Потом их принял майор Вольф, в то время владыка всех
пленных, занятых на восстановительных работах в крепости Перемышль и её
окрестностях. Это был весьма солидный человек. Он держал целый штаб
переводчиков, отбиравшихся из пленных специалистов по строительству
соответственно их способностям и полученному образованию.
Майор Вольф был твёрдо уверен, что пленные русские
притворяются дурачками, так как бывали случаи, когда на его вопрос: «Умеешь ли
строить железные дороги?» — все пленные давали стереотипный ответ: «Ни о чём не
знаю, ни о чём таком даже не слыхал, жил честно-благородно».
Когда пленные были выстроены перед майором Вольфом и перед
всем его штабом, майор Вольф спросил по-немецки, кто из них знает немецкий
язык.
Швейк решительно выступил вперёд, вытянулся перед майором,
взял под козырёк и отрапортовал, что говорит по-немецки. Майор Вольф, явно
довольный, сразу спросил Швейка, не инженер ли он.
— Осмелюсь доложить, господин майор, — ответил
Швейк, — я не инженер, но ординарец одиннадцатой маршевой роты Девяносто
первого полка. Я попал к нам в плен. Случилось это, господин майор, вот как…
— Что? — заорал Вольф.
— Осмелюсь доложить, господин майор, случилось это так…
— Вы чех, — не унимался майор Вольф, — вы переоделись
в русскую форму?
— Так точно, господин майор, так оно и было, я искренне
рад, что господин майор сразу вошёл в моё положение. Может быть, наши уже
сражаются, а я тут безо всякой пользы могу прогулять всю войну.

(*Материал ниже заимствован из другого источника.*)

//! Dropdown option list formatting

/// Format a titled option list, one entry per line
pub fn format_option_list(title: &str, options: &[String]) -> String {
    if options.is_empty() {
        return format!("{}: (none)", title);
    }

    let mut output = format!("{}:\n", title);
    for option in options {
        output.push_str(&format!("  {}\n", option));
    }
    output
}

#[cfg(test)]
mod tests {
    use super::*;

    #[test]
    fn test_format_option_list() {
        let output = format_option_list("Items for Pets", &["Grooming".into(), "Pet Food".into()]);
        assert!(output.starts_with("Items for Pets:\n"));
        assert!(output.contains("  Grooming\n"));
    }

    #[test]
    fn test_empty_list() {
        assert_eq!(format_option_list("Items for X", &[]), "Items for X: (none)");
    }
}
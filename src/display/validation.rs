//! Validation report formatting

use crate::validation::RowValidation;

/// Format per-row results; only failing rows are listed
///
/// Row numbers are 1-based.
pub fn format_validation_report(results: &[(usize, RowValidation)]) -> String {
    let failing: Vec<_> = results.iter().filter(|(_, r)| !r.is_valid()).collect();

    if failing.is_empty() {
        return format!("All {} rows are valid.", results.len());
    }

    let mut output = String::new();
    for (index, result) in &failing {
        output.push_str(&format!("Row {}:\n", index + 1));
        for (field, error) in result.errors() {
            output.push_str(&format!("  {:<12} {}\n", field.as_str(), error));
        }
    }
    output.push_str(&format!(
        "\n{} of {} rows failed validation.",
        failing.len(),
        results.len()
    ));

    output
}

/// Format loose-check results (one flag per row)
pub fn format_loose_report(results: &[(usize, bool)]) -> String {
    let failing: Vec<_> = results.iter().filter(|(_, ok)| !ok).map(|(i, _)| i + 1).collect();

    if failing.is_empty() {
        return format!("All {} rows pass the basic check.", results.len());
    }

    let rows: Vec<String> = failing.iter().map(ToString::to_string).collect();
    format!(
        "Rows failing the basic check: {}\n\n{} of {} rows failed.",
        rows.join(", "),
        failing.len(),
        results.len()
    )
}

#[cfg(test)]
mod tests {
    use super::*;
    use crate::models::RowDraft;

    #[test]
    fn test_all_valid() {
        let output = format_validation_report(&[(0, RowValidation::default())]);
        assert_eq!(output, "All 1 rows are valid.");
    }

    #[test]
    fn test_failing_row_listed() {
        let results = vec![
            (0, RowValidation::default()),
            (1, RowDraft::default().validate()),
        ];
        let output = format_validation_report(&results);

        assert!(output.contains("Row 2:"));
        assert!(!output.contains("Row 1:"));
        assert!(output.contains("Amount must be greater than 0"));
        assert!(output.contains("1 of 2 rows failed validation."));
    }

    #[test]
    fn test_loose_report() {
        assert!(format_loose_report(&[(0, true)]).contains("All 1 rows"));
        let output = format_loose_report(&[(0, true), (1, false), (2, false)]);
        assert!(output.contains("Rows failing the basic check: 2, 3"));
    }
}
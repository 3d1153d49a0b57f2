//! Path management for budget-sheet
//!
//! ## Path Resolution Order
//!
//! 1. `BUDGET_SHEET_DIR` environment variable (if set)
//! 2. Unix (Linux/macOS): `$XDG_CONFIG_HOME/budget-sheet` or `~/.config/budget-sheet`
//! 3. Windows: `%APPDATA%\budget-sheet`

use std::path::PathBuf;

use crate::error::BudgetError;

/// Environment variable that overrides the config directory
pub const DIR_ENV_VAR: &str = "BUDGET_SHEET_DIR";

/// Manages all paths used by budget-sheet
#[derive(Debug, Clone)]
pub struct BudgetPaths {
    base_dir: PathBuf,
}

impl BudgetPaths {
    /// Resolve paths from the environment
    ///
    /// # Errors
    ///
    /// Returns an error if no home/config directory can be determined.
    pub fn new() -> Result<Self, BudgetError> {
        let base_dir = match std::env::var(DIR_ENV_VAR) {
            Ok(custom) if !custom.is_empty() => PathBuf::from(custom),
            _ => resolve_default_path()?,
        };

        Ok(Self { base_dir })
    }

    /// Create BudgetPaths with a custom base directory (useful for testing)
    pub fn with_base_dir(base_dir: PathBuf) -> Self {
        Self { base_dir }
    }

    pub fn base_dir(&self) -> &PathBuf {
        &self.base_dir
    }

    /// Get the path to the settings file
    pub fn settings_file(&self) -> PathBuf {
        self.base_dir.join("config.json")
    }

    /// Create the base directory if needed
    pub fn ensure_directories(&self) -> Result<(), BudgetError> {
        std::fs::create_dir_all(&self.base_dir)
            .map_err(|e| BudgetError::Io(format!("Failed to create config directory: {}", e)))
    }

    /// Whether a settings file has been written
    pub fn is_initialized(&self) -> bool {
        self.settings_file().exists()
    }
}

/// Resolve the default config directory path based on platform
#[cfg(not(windows))]
fn resolve_default_path() -> Result<PathBuf, BudgetError> {
    let config_base = match std::env::var("XDG_CONFIG_HOME") {
        Ok(xdg) if !xdg.is_empty() => PathBuf::from(xdg),
        _ => {
            let home = std::env::var("HOME").map_err(|_| {
                BudgetError::Config("Could not determine HOME directory".into())
            })?;
            PathBuf::from(home).join(".config")
        }
    };
    Ok(config_base.join("budget-sheet"))
}

/// Resolve the default config directory path based on platform
#[cfg(windows)]
fn resolve_default_path() -> Result<PathBuf, BudgetError> {
    let appdata = std::env::var("APPDATA")
        .map_err(|_| BudgetError::Config("Could not determine APPDATA directory".into()))?;
    Ok(PathBuf::from(appdata).join("budget-sheet"))
}

#[cfg(test)]
mod tests {
    use super::*;
    use std::env;
    use tempfile::TempDir;

    #[test]
    fn test_custom_base_dir() {
        let temp_dir = TempDir::new().unwrap();
        let paths = BudgetPaths::with_base_dir(temp_dir.path().to_path_buf());

        assert_eq!(paths.base_dir(), temp_dir.path());
        assert_eq!(paths.settings_file(), temp_dir.path().join("config.json"));
        assert!(!paths.is_initialized());
    }

    #[test]
    fn test_env_var_override() {
        let temp_dir = TempDir::new().unwrap();
        let custom_path = temp_dir.path().to_str().unwrap();

        env::set_var(DIR_ENV_VAR, custom_path);
        let paths = BudgetPaths::new().unwrap();
        env::remove_var(DIR_ENV_VAR);

        assert_eq!(paths.base_dir(), temp_dir.path());
    }

    #[test]
    fn test_ensure_directories() {
        let temp_dir = TempDir::new().unwrap();
        let paths = BudgetPaths::with_base_dir(temp_dir.path().join("nested"));

        paths.ensure_directories().unwrap();
        assert!(paths.base_dir().exists());
    }
}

Разрешите,
господин майор, ещё раз объяснить всё по порядку.
— Хватит, — отрубил майор Вольф, призвал двух
солдат и приказал им немедленно отвести этого человека на гауптвахту. Сам же с
одним офицером медленно пошёл вслед за Швейком и, разговаривая на ходу, яростно
размахивал руками. В каждой фразе он поминал чешских псов. Второй офицер
чувствовал, как безмерно счастлив майор, благодаря проницательности которого
удалось поймать одну из этих птичек. Уже в течение многих месяцев командирам
воинских частей рассылались секретные инструкции относительно предательской
деятельности за границей некоторых перебежчиков из чешских полков. Было
установлено, что эти перебежчики, забывая о присяге, вступают в ряды русской
армии и служат неприятелю, оказывая ему наиболее ценные услуги в шпионаже.

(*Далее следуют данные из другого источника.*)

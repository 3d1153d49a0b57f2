//! Sheet documents
//!
//! A sheet document is the input the CLI works on: rows plus any custom
//! dropdown options. It can be JSON, YAML, or a CSV file in the export
//! layout (rows only). Rows are read as [`RowDraft`]s so a bad type name is
//! reported by validation instead of failing the whole load.

use std::io::Read;
use std::path::Path;

use csv::ReaderBuilder;
use serde::{Deserialize, Serialize};

use crate::error::{BudgetError, BudgetResult};
use crate::models::{OptionCatalog, RowDraft};
use crate::services::BudgetSheet;

use super::file_io::{read_json_required, read_yaml_required};

/// Header of the CSV export layout
pub const CSV_HEADERS: [&str; 7] = [
    "Type",
    "Category",
    "Item",
    "Description",
    "Date",
    "Amount",
    "Notes",
];

/// Rows and custom options as stored in a file
#[derive(Debug, Clone, Default, PartialEq, Serialize, Deserialize)]
pub struct SheetDocument {
    #[serde(default)]
    pub rows: Vec<RowDraft>,

    #[serde(flatten)]
    pub options: OptionCatalog,
}

impl SheetDocument {
    /// Load a document, picking the format from the file extension
    ///
    /// `.yaml`/`.yml` and `.csv` are recognised; anything else is read as
    /// JSON.
    pub fn load(path: impl AsRef<Path>) -> BudgetResult<Self> {
        let path = path.as_ref();
        let extension = path
            .extension()
            .and_then(|e| e.to_str())
            .map(str::to_ascii_lowercase);

        let document = match extension.as_deref() {
            Some("yaml") | Some("yml") => read_yaml_required(path)?,
            Some("csv") => {
                let file = std::fs::File::open(path).map_err(|e| {
                    BudgetError::Storage(format!("Failed to open {}: {}", path.display(), e))
                })?;
                Self {
                    rows: read_budget_csv(file)?,
                    options: OptionCatalog::default(),
                }
            }
            _ => read_json_required(path)?,
        };

        tracing::debug!(
            path = %path.display(),
            rows = document.rows.len(),
            "loaded sheet document"
        );
        Ok(document)
    }

    /// Convert into an editable sheet
    ///
    /// Fails on the first row whose type is not `Income` or `Expense`.
    pub fn into_sheet(self) -> BudgetResult<BudgetSheet> {
        let rows = self
            .rows
            .into_iter()
            .enumerate()
            .map(|(i, draft)| {
                draft
                    .into_row()
                    .map_err(|e| BudgetError::Validation(format!("row {}: {}", i + 1, e)))
            })
            .collect::<BudgetResult<Vec<_>>>()?;

        Ok(BudgetSheet::from_rows(rows).with_options(self.options))
    }
}

/// Read rows from CSV in the export layout
///
/// Values are taken as written; nothing is unescaped, so reading an export
/// gives back exactly the sanitized text that went into it. A missing or
/// unparseable amount reads as 0.
pub fn read_budget_csv<R: Read>(reader: R) -> BudgetResult<Vec<RowDraft>> {
    let mut csv_reader = ReaderBuilder::new()
        .has_headers(true)
        .flexible(true)
        .from_reader(reader);

    let headers = csv_reader.headers()?.clone();
    if headers.iter().ne(CSV_HEADERS.iter().copied()) {
        return Err(BudgetError::Storage(format!(
            "Unexpected CSV header: expected {}",
            CSV_HEADERS.join(",")
        )));
    }

    let mut rows = Vec::new();
    for record in csv_reader.records() {
        let record = record?;
        let field = |i: usize| record.get(i).unwrap_or_default().to_string();

        rows.push(RowDraft {
            kind: field(0),
            category: field(1),
            item: field(2),
            description: field(3),
            date: field(4),
            amount: record
                .get(5)
                .and_then(|s| s.trim().parse().ok())
                .unwrap_or(0.0),
            notes: field(6),
        });
    }

    Ok(rows)
}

В вопросе о местонахождении какой-либо боевой организации
перебежчиков австрийское министерство внутренних дел пока что действовало
вслепую. Оно ещё не знало ничего определённого о революционных организациях за
границей, и только в августе, находясь на линии Сокаль — Милятин —
Бубново, командиры батальонов получили секретные циркуляры о том, что бывший
австрийский профессор Масарик бежал за границу, где ведёт пропаганду против
Австрии. Какой-то идиот в дивизии дополнил циркуляр следующим приказом: «В
случае поимки немедленно доставить в штаб дивизии».

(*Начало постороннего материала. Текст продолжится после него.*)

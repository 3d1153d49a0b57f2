//! Single-value checks
//!
//! Each check returns `Ok(())` or the [`FieldError`] whose `Display` text is
//! the message shown next to the field.

use chrono::{DateTime, NaiveDate, NaiveDateTime};
use thiserror::Error;

/// Length bound used when a caller gives none
pub const DEFAULT_MAX_LENGTH: usize = 1000;

/// Why a single field was rejected
#[derive(Debug, Clone, PartialEq, Eq, Error)]
pub enum FieldError {
    #[error("{0} is required")]
    Required(String),

    #[error("Type must be either Income or Expense")]
    InvalidType,

    #[error("Amount must be greater than 0")]
    AmountNotPositive,

    #[error("Date is required")]
    DateRequired,

    #[error("Invalid date format")]
    InvalidDate,

    #[error("Input too long. Maximum {max_length} characters allowed.")]
    TooLong { max_length: usize },
}

/// Result of a single-field check
pub type FieldCheck = Result<(), FieldError>;

/// Fails when `value` is empty or only whitespace
pub fn validate_required(value: &str, field_name: &str) -> FieldCheck {
    if value.trim().is_empty() {
        return Err(FieldError::Required(field_name.to_string()));
    }
    Ok(())
}

/// Fails unless `amount` is strictly greater than zero
pub fn validate_amount(amount: f64) -> FieldCheck {
    // written as a negated `>` so NaN fails too
    if !(amount > 0.0) {
        return Err(FieldError::AmountNotPositive);
    }
    Ok(())
}

/// Fails when the date is blank or does not name a real calendar day
pub fn validate_date(date: &str) -> FieldCheck {
    let date = date.trim();
    if date.is_empty() {
        return Err(FieldError::DateRequired);
    }
    if parse_date(date).is_none() {
        return Err(FieldError::InvalidDate);
    }
    Ok(())
}

/// Fails when `value` has more than `max_length` characters
pub fn validate_string_length(value: &str, max_length: usize) -> FieldCheck {
    if value.chars().count() > max_length {
        return Err(FieldError::TooLong { max_length });
    }
    Ok(())
}

/// [`validate_string_length`] with [`DEFAULT_MAX_LENGTH`]
pub fn validate_default_length(value: &str) -> FieldCheck {
    validate_string_length(value, DEFAULT_MAX_LENGTH)
}

const DATE_FORMATS: &[&str] = &["%Y-%m-%d", "%Y/%m/%d", "%m/%d/%Y"];
const DATETIME_FORMATS: &[&str] = &["%Y-%m-%dT%H:%M:%S%.f", "%Y-%m-%dT%H:%M"];

/// Parse the date formats a row may carry
///
/// Accepts `YYYY-MM-DD`, `YYYY/MM/DD`, `MM/DD/YYYY`, RFC 3339 timestamps and
/// `YYYY-MM-DDTHH:MM[:SS]`.
pub fn parse_date(s: &str) -> Option<NaiveDate> {
    let s = s.trim();

    DATE_FORMATS
        .iter()
        .find_map(|fmt| NaiveDate::parse_from_str(s, fmt).ok())
        .or_else(|| DateTime::parse_from_rfc3339(s).ok().map(|dt| dt.date_naive()))
        .or_else(|| {
            DATETIME_FORMATS
                .iter()
                .find_map(|fmt| NaiveDateTime::parse_from_str(s, fmt).ok())
                .map(|dt| dt.date())
        })
}
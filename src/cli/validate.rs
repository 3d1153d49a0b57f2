//! CLI command for checking a sheet document

use clap::Args;
use std::path::PathBuf;

use crate::display::{format_loose_report, format_validation_report};
use crate::error::{BudgetError, BudgetResult};
use crate::storage::SheetDocument;
use crate::validation::is_loosely_valid;

#[derive(Args, Debug)]
pub struct ValidateArgs {
    /// Sheet document (JSON, YAML or CSV)
    pub file: PathBuf,

    /// Loose check: a known type, category and item, a finite amount, and no negative income
    #[arg(long)]
    pub legacy: bool,
}

/// Handle the validate command
///
/// Prints a report and fails when any row does not pass.
pub fn handle_validate_command(args: ValidateArgs) -> BudgetResult<()> {
    let document = SheetDocument::load(&args.file)?;
    let total = document.rows.len();

    let failed = if args.legacy {
        let results: Vec<(usize, bool)> = document
            .rows
            .iter()
            .map(is_loosely_valid)
            .enumerate()
            .collect();
        println!("{}", format_loose_report(&results));
        results.iter().filter(|(_, ok)| !ok).count()
    } else {
        let results: Vec<_> = document
            .rows
            .iter()
            .map(|row| row.validate())
            .enumerate()
            .collect();
        println!("{}", format_validation_report(&results));
        results.iter().filter(|(_, r)| !r.is_valid()).count()
    };

    if failed > 0 {
        return Err(BudgetError::Validation(format!(
            "{} of {} rows in {} failed validation",
            failed,
            total,
            args.file.display()
        )));
    }

    Ok(())
}
//! Service layer for budget-sheet
//!
//! Editing operations over the caller-owned row collection.

pub mod sheet;

pub use sheet::{BudgetSheet, CellEdit};
//! Computations over a (filtered) dataset.
//!
//! * [`derived`]      – growth rates, ratios, composites appended as columns
//! * [`aggregate`]    – period grouping with sum / mean reducers
//! * [`relationship`] – masked Pearson correlation and OLS trend line
//! * [`highlights`]   – peaks, latest composition, liquidity breakdown

pub mod aggregate;
pub mod derived;
pub mod highlights;
pub mod relationship;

Майор Вольф в то время ещё и понятия не имел, что именно
готовят Австрии перебежчики, которые позднее, встречаясь в Киеве и других
местах, на вопрос: «Чем ты здесь занимаешься?» — весело отвечали: «Я предал
государя императора».
Из этих циркуляров он знал только о перебежчиках-шпионах, из
которых один, а именно тот, которого ведут на гауптвахту, так легко попался в
его ловушку. Майор Вольф был несколько тщеславен и легко представил себе, как
он получит благодарность от высшего начальства, награду за бдительность,
осторожность и способности.
Прежде чем они дошли до гауптвахты, он уже уверил себя, что
вопрос: «Кто говорит по-немецки?» — он задал умышленно, так как при первом же
взгляде на пленных этот тип показался ему подозрительным.
Сопровождающий майора офицер кивал головой и высказал мысль,
что об аресте необходимо сообщить командованию гарнизона для дальнейшего
расследования дела и предания подсудимого военному суду высшей инстанции.
Поступить так, как предлагает господин майор, а именно: допросить преступника
на гауптвахте и немедленно повесить за гауптвахтой, — решительно нельзя.
Он будет повешен, но законным путём, согласно военному судебному уставу.
Подробный допрос перед повешением позволит раскрыть его связи с другими
подобными преступниками. Кто знает, что ещё при этом вскроется?